Mickey is not actually me. He is my “other” me, my pen name, my goofier self.

I was born in a blizzard in Mason City, Iowa in the 1950’s.

I have learned about dog poop five times a day since 2011 when we found Jade, our dog.

I was a middle school teacher for 24 of my 31 years of teaching. I love/hate 7th Graders.

When things go wrong, I tend to make a joke about it.
I like to draw students as I saw them, not as they really were.

I always see myself as the one with the BIG pencil.

If there is goofiness around here, it is all my fault.

In spite of the title, I don’t know how to disappear.

I love everything Disney.

I tend not to be very much like other people.

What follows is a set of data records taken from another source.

//! Asset transfer capability
//!
//! The engine never moves balances itself. It asks an [`AssetTransfer`]
//! implementation to pull deposits into the pool and to pay out of it; each
//! call either succeeds completely or fails with a [`TransferError`].
//!
//! [`InMemoryBank`] keeps balances in memory. It backs tests and simulations
//! and can be told to fail transfers of a given asset.

use crate::types::{AccountId, AssetId};
use parking_lot::Mutex;
use std::collections::{HashMap, HashSet};
use thiserror::Error;

/// Transfer failures reported by the collaborator
#[derive(Error, Debug, Clone, PartialEq, Eq)]
pub enum TransferError {
    #[error("Insufficient balance of {asset}: need {needed}, available {available}")]
    InsufficientBalance {
        asset: AssetId,
        needed: u128,
        available: u128,
    },

    #[error("Transfer rejected: {0}")]
    Rejected(String),

    #[error("Transfer service unavailable: {0}")]
    Unavailable(String),
}

/// External debit/credit primitive
pub trait AssetTransfer: Send + Sync {
    /// Move `amount` of `asset` from `from` into the pool
    fn deposit(&self, asset: &AssetId, from: &AccountId, amount: u128) -> Result<(), TransferError>;

    /// Move `amount` of `asset` from the pool to `to`
    fn withdraw(&self, asset: &AssetId, to: &AccountId, amount: u128) -> Result<(), TransferError>;
}

#[derive(Debug, Default)]
struct BankState {
    accounts: HashMap<(AssetId, AccountId), u128>,
    pool: HashMap<AssetId, u128>,
    failing: HashSet<AssetId>,
}

/// In-memory balances with a single pool account per asset
#[derive(Debug, Default)]
pub struct InMemoryBank {
    state: Mutex<BankState>,
}

impl InMemoryBank {
    pub fn new() -> Self {
        Self::default()
    }

    /// Credit `account` out of thin air
    pub fn mint(&self, asset: AssetId, account: AccountId, amount: u128) {
        let mut state = self.state.lock();
        *state.accounts.entry((asset, account)).or_insert(0) += amount;
    }

    /// Make every transfer of `asset` fail until [`Self::heal`]
    pub fn fail(&self, asset: AssetId) {
        self.state.lock().failing.insert(asset);
    }

    /// Stop failing transfers of `asset`
    pub fn heal(&self, asset: AssetId) {
        self.state.lock().failing.remove(&asset);
    }

    /// Balance of `account`
    pub fn balance(&self, asset: &AssetId, account: &AccountId) -> u128 {
        self.state
            .lock()
            .accounts
            .get(&(*asset, *account))
            .copied()
            .unwrap_or(0)
    }

    /// Balance held by the pool
    pub fn pool_balance(&self, asset: &AssetId) -> u128 {
        self.state.lock().pool.get(asset).copied().unwrap_or(0)
    }
}

impl AssetTransfer for InMemoryBank {
    fn deposit(&self, asset: &AssetId, from: &AccountId, amount: u128) -> Result<(), TransferError> {
        let mut state = self.state.lock();
        if state.failing.contains(asset) {
            return Err(TransferError::Unavailable(format!("deposits of {} disabled", asset)));
        }
        let available = state.accounts.get(&(*asset, *from)).copied().unwrap_or(0);
        if available < amount {
            return Err(TransferError::InsufficientBalance {
                asset: *asset,
                needed: amount,
                available,
            });
        }
        state.accounts.insert((*asset, *from), available - amount);
        *state.pool.entry(*asset).or_insert(0) += amount;
        Ok(())
    }

    fn withdraw(&self, asset: &AssetId, to: &AccountId, amount: u128) -> Result<(), TransferError> {
        let mut state = self.state.lock();
        if state.failing.contains(asset) {
            return Err(TransferError::Unavailable(format!("withdrawals of {} disabled", asset)));
        }
        let pool = state.pool.get(asset).copied().unwrap_or(0);
        if pool < amount {
            return Err(TransferError::InsufficientBalance {
                asset: *asset,
                needed: amount,
                available: pool,
            });
        }
        state.pool.insert(*asset, pool - amount);
        *state.accounts.entry((*asset, *to)).or_insert(0) += amount;
        Ok(())
    }
}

I don’t think like they do.

In grade school, I was deeply in love with Alicia Stewart, though I never told her that, and that is not her real name.
My high school art teacher told me that when an artist draws someone, he always ends up making it look a little bit like himself. That is because, I suppose, an artist can only draw what he knows and he really only knows himself. That being said, this post should really look just like me.
I have been drawing fiercely before my talent goes away. So, I will show you some of this week’s practice.

I drew this from a photo of one of the nudists in my doll collection. I always seem to have more dolls than clothing that fits them.

This also used a doll for the model. She had a dress on, but this one and all the roses are imaginary.

This is a picture of Susu, my imaginary granddaughter, modeled on a young Instagram friend that I follow. She likes my pictures.

This is a doodle portrait, drawn entirely from my head, without a model.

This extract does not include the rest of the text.